At the time of the armistice of September 1943, when the kingdom of Italy formally transferred its allegiance from the Germans to the invading Allies, there were some 40,000 British prisoners-of-war languishing in camps around the country. Camp gates were thrown open by fleeing Italian guards, but on orders from Whitehall thousands of PoWs stayed put until the Germans arrived and packed them off to other camps in Germany. Some 4,000 of them, however, set off to seek freedom either by heading north towards Switzerland or south towards the advancing Anglo–American forces, which had just arrived on the Italian mainland after their conquest of Sicily.
Most of these escapees were ill-clad, hungry and in constant danger of betrayal by fascist sympathisers or capture by the occupying German forces that had swept down from the north to stem the Allied advance. The fact that so many survived was entirely due to the compassion and remarkable courage of thousands of Italian peasants who fed and sheltered them at huge risk to themselves.

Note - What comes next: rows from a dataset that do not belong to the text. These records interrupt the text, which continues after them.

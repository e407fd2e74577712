//! End-to-end tests of the HTTP surface against an in-memory database.

use axum::{
    body::Body,
    http::{header, Request, StatusCode},
    Router,
};
use randgate_backend::{app, config::Settings, db};
use serde_json::{json, Value};
use tower::ServiceExt;

async fn test_app() -> Router {
    let pool = db::connect_in_memory().await.unwrap();
    let settings = Settings::from_lookup(|_| None).unwrap();
    app::create_app(app::AppState::new(pool, settings))
}

async fn send(app: &Router, method: &str, uri: &str, body: Option<Value>) -> (StatusCode, Value) {
    let builder = Request::builder().method(method).uri(uri);
    let request = match body {
        Some(body) => builder
            .header(header::CONTENT_TYPE, "application/json")
            .body(Body::from(body.to_string()))
            .unwrap(),
        None => builder.body(Body::empty()).unwrap(),
    };

    let response = app.clone().oneshot(request).await.unwrap();
    let status = response.status();
    let bytes = axum::body::to_bytes(response.into_body(), usize::MAX)
        .await
        .unwrap();
    let value = if bytes.is_empty() {
        Value::Null
    } else {
        serde_json::from_slice(&bytes).unwrap()
    };
    (status, value)
}

#[tokio::test]
async fn root_and_health() {
    let app = test_app().await;

    let (status, body) = send(&app, "GET", "/", None).await;
    assert_eq!(status, StatusCode::OK);
    assert_eq!(body["message"], "Welcome to RandGate Bid Response System API");
    assert_eq!(body["version"], env!("CARGO_PKG_VERSION"));

    let (status, body) = send(&app, "GET", "/health", None).await;
    assert_eq!(status, StatusCode::OK);
    assert_eq!(body["status"], "healthy");
    assert_eq!(body["services"]["database"], "ok");
}

#[tokio::test]
async fn responses_carry_a_request_id() {
    let app = test_app().await;

    let request = Request::builder().uri("/health").body(Body::empty()).unwrap();
    let response = app.oneshot(request).await.unwrap();
    assert!(response.headers().contains_key("x-request-id"));
}

#[tokio::test]
async fn tender_and_bid_lifecycle() {
    let app = test_app().await;

    let (status, owner) = send(
        &app,
        "POST",
        "/companies",
        Some(json!({ "name": "City Works", "bee_status": "Level 2" })),
    )
    .await;
    assert_eq!(status, StatusCode::CREATED);
    let owner_id = owner["data"]["id"].as_str().unwrap().to_string();

    let (_, bidder) = send(
        &app,
        "POST",
        "/companies",
        Some(json!({ "name": "Bidder Ltd", "email": "bids@bidder.example.com" })),
    )
    .await;
    let bidder_id = bidder["data"]["id"].as_str().unwrap().to_string();

    let (status, tender) = send(
        &app,
        "POST",
        "/tenders",
        Some(json!({
            "company_id": owner_id,
            "title": "Road resurfacing",
            "tender_type": "RFT",
            "deadline": "2030-06-30T12:00:00Z",
        })),
    )
    .await;
    assert_eq!(status, StatusCode::CREATED);
    assert_eq!(tender["data"]["status"], "draft");
    assert_eq!(tender["data"]["tender_type"], "RFT");
    let tender_id = tender["data"]["id"].as_str().unwrap().to_string();

    let (status, bid) = send(
        &app,
        "POST",
        "/bids",
        Some(json!({
            "tender_id": tender_id,
            "company_id": bidder_id,
            "price_quote": 1250000.0,
        })),
    )
    .await;
    assert_eq!(status, StatusCode::CREATED);
    assert!(bid["data"]["submitted_at"].is_null());
    let bid_id = bid["data"]["id"].as_str().unwrap().to_string();

    let (status, submitted) = send(
        &app,
        "PATCH",
        &format!("/bids/{bid_id}"),
        Some(json!({ "status": "submitted" })),
    )
    .await;
    assert_eq!(status, StatusCode::OK);
    assert_eq!(submitted["data"]["status"], "submitted");
    assert!(submitted["data"]["submitted_at"].is_string());

    let (status, listed) = send(&app, "GET", &format!("/bids?tender_id={tender_id}"), None).await;
    assert_eq!(status, StatusCode::OK);
    assert_eq!(listed["data"].as_array().unwrap().len(), 1);
    assert_eq!(listed["pagination"]["has_next"], false);

    let (status, fetched) = send(&app, "GET", &format!("/tenders/{tender_id}"), None).await;
    assert_eq!(status, StatusCode::OK);
    assert_eq!(fetched["data"]["title"], "Road resurfacing");
}

#[tokio::test]
async fn store_errors_become_http_errors() {
    let app = test_app().await;

    send(&app, "POST", "/companies", Some(json!({ "name": "Dup" }))).await;
    let (status, body) = send(&app, "POST", "/companies", Some(json!({ "name": "Dup" }))).await;
    assert_eq!(status, StatusCode::CONFLICT);
    assert_eq!(body["code"], "CONFLICT");

    let (status, body) = send(
        &app,
        "POST",
        "/tenders",
        Some(json!({
            "company_id": "7d1c2b3a-0000-4000-8000-000000000000",
            "title": "Nobody's tender",
            "deadline": "2030-01-01T00:00:00Z",
        })),
    )
    .await;
    assert_eq!(status, StatusCode::BAD_REQUEST);
    assert_eq!(body["code"], "BAD_REQUEST");

    let (status, body) = send(
        &app,
        "GET",
        "/templates/7d1c2b3a-0000-4000-8000-000000000000",
        None,
    )
    .await;
    assert_eq!(status, StatusCode::NOT_FOUND);
    assert_eq!(body["code"], "NOT_FOUND");
}

#[tokio::test]
async fn unknown_enum_values_are_rejected() {
    let app = test_app().await;

    let (_, owner) = send(&app, "POST", "/companies", Some(json!({ "name": "Enum Co" }))).await;
    let owner_id = owner["data"]["id"].as_str().unwrap().to_string();

    let (status, body) = send(
        &app,
        "POST",
        "/tenders",
        Some(json!({
            "company_id": owner_id,
            "title": "Bad type",
            "tender_type": "RFX",
            "deadline": "2030-01-01T00:00:00Z",
        })),
    )
    .await;
    assert_eq!(status, StatusCode::BAD_REQUEST);
    assert_eq!(body["code"], "BAD_REQUEST");
    assert!(body["message"].as_str().unwrap().contains("RFX"));

    let (status, body) = send(&app, "GET", "/tenders?status=cancelled", None).await;
    assert_eq!(status, StatusCode::BAD_REQUEST);
    assert_eq!(body["code"], "BAD_REQUEST");
    assert!(body["message"].as_str().unwrap().contains("cancelled"));

    let (status, body) = send(
        &app,
        "PATCH",
        &format!("/companies/{owner_id}"),
        Some(json!({ "name": 42 })),
    )
    .await;
    assert_eq!(status, StatusCode::BAD_REQUEST);
    assert_eq!(body["code"], "BAD_REQUEST");

    let (status, body) = send(&app, "GET", "/tenders/not-a-uuid", None).await;
    assert_eq!(status, StatusCode::BAD_REQUEST);
    assert_eq!(body["code"], "BAD_REQUEST");
}

#[tokio::test]
async fn malformed_bodies_get_the_error_envelope() {
    let app = test_app().await;

    let request = Request::builder()
        .method("POST")
        .uri("/companies")
        .body(Body::from(r#"{"name": "No content type"}"#))
        .unwrap();
    let response = app.clone().oneshot(request).await.unwrap();
    assert_eq!(response.status(), StatusCode::BAD_REQUEST);

    let request = Request::builder()
        .method("POST")
        .uri("/companies")
        .header(header::CONTENT_TYPE, "application/json")
        .body(Body::from(r#"{"name": "#))
        .unwrap();
    let response = app.oneshot(request).await.unwrap();
    assert_eq!(response.status(), StatusCode::BAD_REQUEST);
    let bytes = axum::body::to_bytes(response.into_body(), usize::MAX)
        .await
        .unwrap();
    let body: Value = serde_json::from_slice(&bytes).unwrap();
    assert_eq!(body["code"], "BAD_REQUEST");
}

#[tokio::test]
async fn template_deactivation_and_filtering() {
    let app = test_app().await;

    let (_, owner) = send(&app, "POST", "/companies", Some(json!({ "name": "Templater" }))).await;
    let owner_id = owner["data"]["id"].as_str().unwrap().to_string();

    let (status, template) = send(
        &app,
        "POST",
        "/templates",
        Some(json!({
            "company_id": owner_id,
            "name": "Cleaning proposal",
            "content": "{\"sections\":[]}",
            "category": "Cleaning",
        })),
    )
    .await;
    assert_eq!(status, StatusCode::CREATED);
    assert_eq!(template["data"]["is_active"], true);
    let template_id = template["data"]["id"].as_str().unwrap().to_string();

    let (status, retired) = send(
        &app,
        "POST",
        &format!("/templates/{template_id}/deactivate"),
        None,
    )
    .await;
    assert_eq!(status, StatusCode::OK);
    assert_eq!(retired["data"]["is_active"], false);

    let (_, active) = send(
        &app,
        "GET",
        &format!("/templates?company_id={owner_id}&is_active=true"),
        None,
    )
    .await;
    assert!(active["data"].as_array().unwrap().is_empty());

    let (_, all) = send(&app, "GET", &format!("/templates?company_id={owner_id}"), None).await;
    assert_eq!(all["data"].as_array().unwrap().len(), 1);
}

The Germans had decreed that any Italian family offering succour to an escaped PoW would have its menfolk shot, its house burned down, and its women and children deported. Yet, to an extraordinary extent, Italian peasants — themselves suffering from great hardship and deprivation — disregarded this threat. Eric Newby, an escapee from the camp at Fontanellato near Parma, paid tribute to their heroism in his book Love and War in the Apennines. The late Mark Bonham Carter, publisher and Liberal politician, who as an officer in the Grenadier Guards had been captured by the Germans in Tunisia and taken to a camp near Assisi, escaped from there in 1943 and walked south for 400 miles, taking six weeks to reach the Allied lines.